# YOUR GOAL:
Going through the data below, copy out each line where the word "chars" shows up.
--- RECORDED DATA Enclosed Below ---
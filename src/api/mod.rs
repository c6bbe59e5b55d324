//! REST API for the published sensor states.
//!
//! Provides three GET endpoints:
//! - `/sensors`: latest publication of every sensor
//! - `/sensors/{unique_id}`: latest publication of one sensor
//! - `/publications`: full publication log with optional step filtering

mod handlers;
mod types;

use std::net::SocketAddr;
use std::sync::Arc;

use axum::Router;
use axum::routing::get;
use tracing::info;

use crate::io::PublicationRow;
use crate::sensor::PublishedState;

/// Immutable application state shared across all request handlers.
///
/// Constructed once after the replay completes and wrapped in `Arc`; no
/// locks are needed since all data is read-only.
pub struct AppState {
    /// Latest publication per sensor, ordered by unique id.
    pub sensors: Vec<PublishedState>,
    /// Every publication made during the run, in order.
    pub publications: Vec<PublicationRow>,
}

/// Builds the axum router with all API routes.
pub fn router(state: Arc<AppState>) -> Router {
    Router::new()
        .route("/sensors", get(handlers::list_sensors))
        .route("/sensors/{unique_id}", get(handlers::get_sensor))
        .route("/publications", get(handlers::get_publications))
        .with_state(state)
}

/// Binds to the given address and serves the API.
///
/// # Errors
///
/// Returns an `io::Error` if the listener cannot bind or the server fails.
pub async fn serve(state: Arc<AppState>, addr: SocketAddr) -> std::io::Result<()> {
    let app = router(state);
    let listener = tokio::net::TcpListener::bind(addr).await?;
    info!(%addr, "API server listening");
    axum::serve(listener, app).await
}
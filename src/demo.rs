//! Seeded synthetic event stream for the built-in presets.
//!
//! Every step emits one `set` event per source sensor of every entry:
//! consumers follow a shifted daily sinusoid in watts, producers follow a
//! daylight bell curve in watts, and the main sensor reports the household
//! balance in kilowatts (consumers + unmetered base load - production). A
//! sub-reading may report `unavailable` with the configured probability.

use std::collections::BTreeSet;
use std::f64::consts::PI;

use rand::{Rng, SeedableRng, rngs::StdRng};

use crate::config::{DemoConfig, PowermixConfig};
use crate::io::replay::ReplayEvent;

/// Steps per simulated day.
const STEPS_PER_DAY: usize = 24;
/// Load on the main circuit that no configured consumer explains (W).
const UNMETERED_BASE_W: f64 = 350.0;
/// Mean draw of the first consumer; later ones add `CONSUMER_STEP_W` each (W).
const CONSUMER_BASE_W: f64 = 400.0;
const CONSUMER_STEP_W: f64 = 250.0;
/// Peak output of each producer at solar noon (W).
const PRODUCER_PEAK_W: f64 = 2500.0;
const SUNRISE_STEP: f64 = 6.0;
const SUNSET_STEP: f64 = 18.0;

/// Gaussian noise via the Box-Muller transform, mean 0.
pub fn gaussian_noise(rng: &mut StdRng, std_dev: f64) -> f64 {
    if std_dev <= 0.0 {
        return 0.0;
    }

    let u1: f64 = rng.random::<f64>().clamp(1e-9, 1.0);
    let u2: f64 = rng.random::<f64>();
    let z0 = (-2.0 * u1.ln()).sqrt() * (2.0 * PI * u2).cos();
    z0 * std_dev
}

/// Turns `sensor.heat_pump` into `Heat Pump`.
pub fn friendly_name(entity_id: &str) -> String {
    let object_id = entity_id.split_once('.').map_or(entity_id, |(_, id)| id);
    object_id
        .split('_')
        .filter(|w| !w.is_empty())
        .map(|w| {
            let mut chars = w.chars();
            chars.next().map_or_else(String::new, |first| {
                first.to_uppercase().chain(chars).collect::<String>()
            })
        })
        .collect::<Vec<_>>()
        .join(" ")
}

/// Seeded generator of household readings.
///
/// # Examples
///
/// ```
/// use powermix::config::PowermixConfig;
/// use powermix::demo::DemoGenerator;
///
/// let cfg = PowermixConfig::demo();
/// let a = DemoGenerator::new(&cfg.demo).events(&cfg);
/// let b = DemoGenerator::new(&cfg.demo).events(&cfg);
/// assert_eq!(a, b);
/// ```
#[derive(Debug, Clone)]
pub struct DemoGenerator {
    settings: DemoConfig,
    rng: StdRng,
}

impl DemoGenerator {
    pub fn new(settings: &DemoConfig) -> Self {
        Self {
            settings: settings.clone(),
            rng: StdRng::seed_from_u64(settings.seed),
        }
    }

    /// Event stream for every entry in `config`, steps numbered from 1.
    ///
    /// A sensor shared between entries is emitted once per step.
    pub fn events(mut self, config: &PowermixConfig) -> Vec<ReplayEvent> {
        let mut events = Vec::new();
        for step in 1..=self.settings.steps {
            let mut emitted: BTreeSet<String> = BTreeSet::new();
            for entry in &config.entries {
                let derivation = entry.derivation();
                let mut balance_w = UNMETERED_BASE_W * self.jitter();

                for (i, id) in derivation.consumers().iter().enumerate() {
                    let w = self.consumer_w(step, i);
                    balance_w += w;
                    self.push_sub_reading(&mut events, &mut emitted, step, id, w);
                }
                for id in derivation.producers() {
                    let w = self.producer_w(step);
                    balance_w -= w;
                    self.push_sub_reading(&mut events, &mut emitted, step, id, w);
                }

                let main = derivation.main_sensor();
                if emitted.insert(main.to_string()) {
                    events.push(
                        ReplayEvent::set(step, main, format!("{:.3}", balance_w / 1000.0))
                            .with_unit("kW")
                            .with_friendly_name(friendly_name(main)),
                    );
                }
            }
        }
        events
    }

    fn jitter(&mut self) -> f64 {
        (1.0 + gaussian_noise(&mut self.rng, self.settings.noise_std)).max(0.0)
    }

    fn consumer_w(&mut self, step: usize, index: usize) -> f64 {
        let mean = CONSUMER_BASE_W + CONSUMER_STEP_W * index as f64;
        let angle = 2.0 * PI * (step % STEPS_PER_DAY) as f64 / STEPS_PER_DAY as f64;
        let shape = 1.0 + 0.5 * (angle + index as f64).sin();
        mean * shape * self.jitter()
    }

    fn producer_w(&mut self, step: usize) -> f64 {
        let hour = (step % STEPS_PER_DAY) as f64;
        if !(SUNRISE_STEP..=SUNSET_STEP).contains(&hour) {
            return 0.0;
        }
        let daylight = (PI * (hour - SUNRISE_STEP) / (SUNSET_STEP - SUNRISE_STEP)).sin();
        PRODUCER_PEAK_W * daylight * self.jitter()
    }

    fn push_sub_reading(
        &mut self,
        events: &mut Vec<ReplayEvent>,
        emitted: &mut BTreeSet<String>,
        step: usize,
        entity_id: &str,
        watts: f64,
    ) {
        if !emitted.insert(entity_id.to_string()) {
            return;
        }
        let state = if self.rng.random_bool(self.settings.unavailable_probability) {
            "unavailable".to_string()
        } else {
            format!("{watts:.1}")
        };
        events.push(
            ReplayEvent::set(step, entity_id, state)
                .with_unit("W")
                .with_friendly_name(friendly_name(entity_id)),
        );
    }
}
--- End of Enclosed RECORDED DATA ---
# REPLY:
            let mut chars = w.chars();
            chars.next().map_or_else(String::new, |first| {
                first.to_uppercase().chain(chars).collect::<String>()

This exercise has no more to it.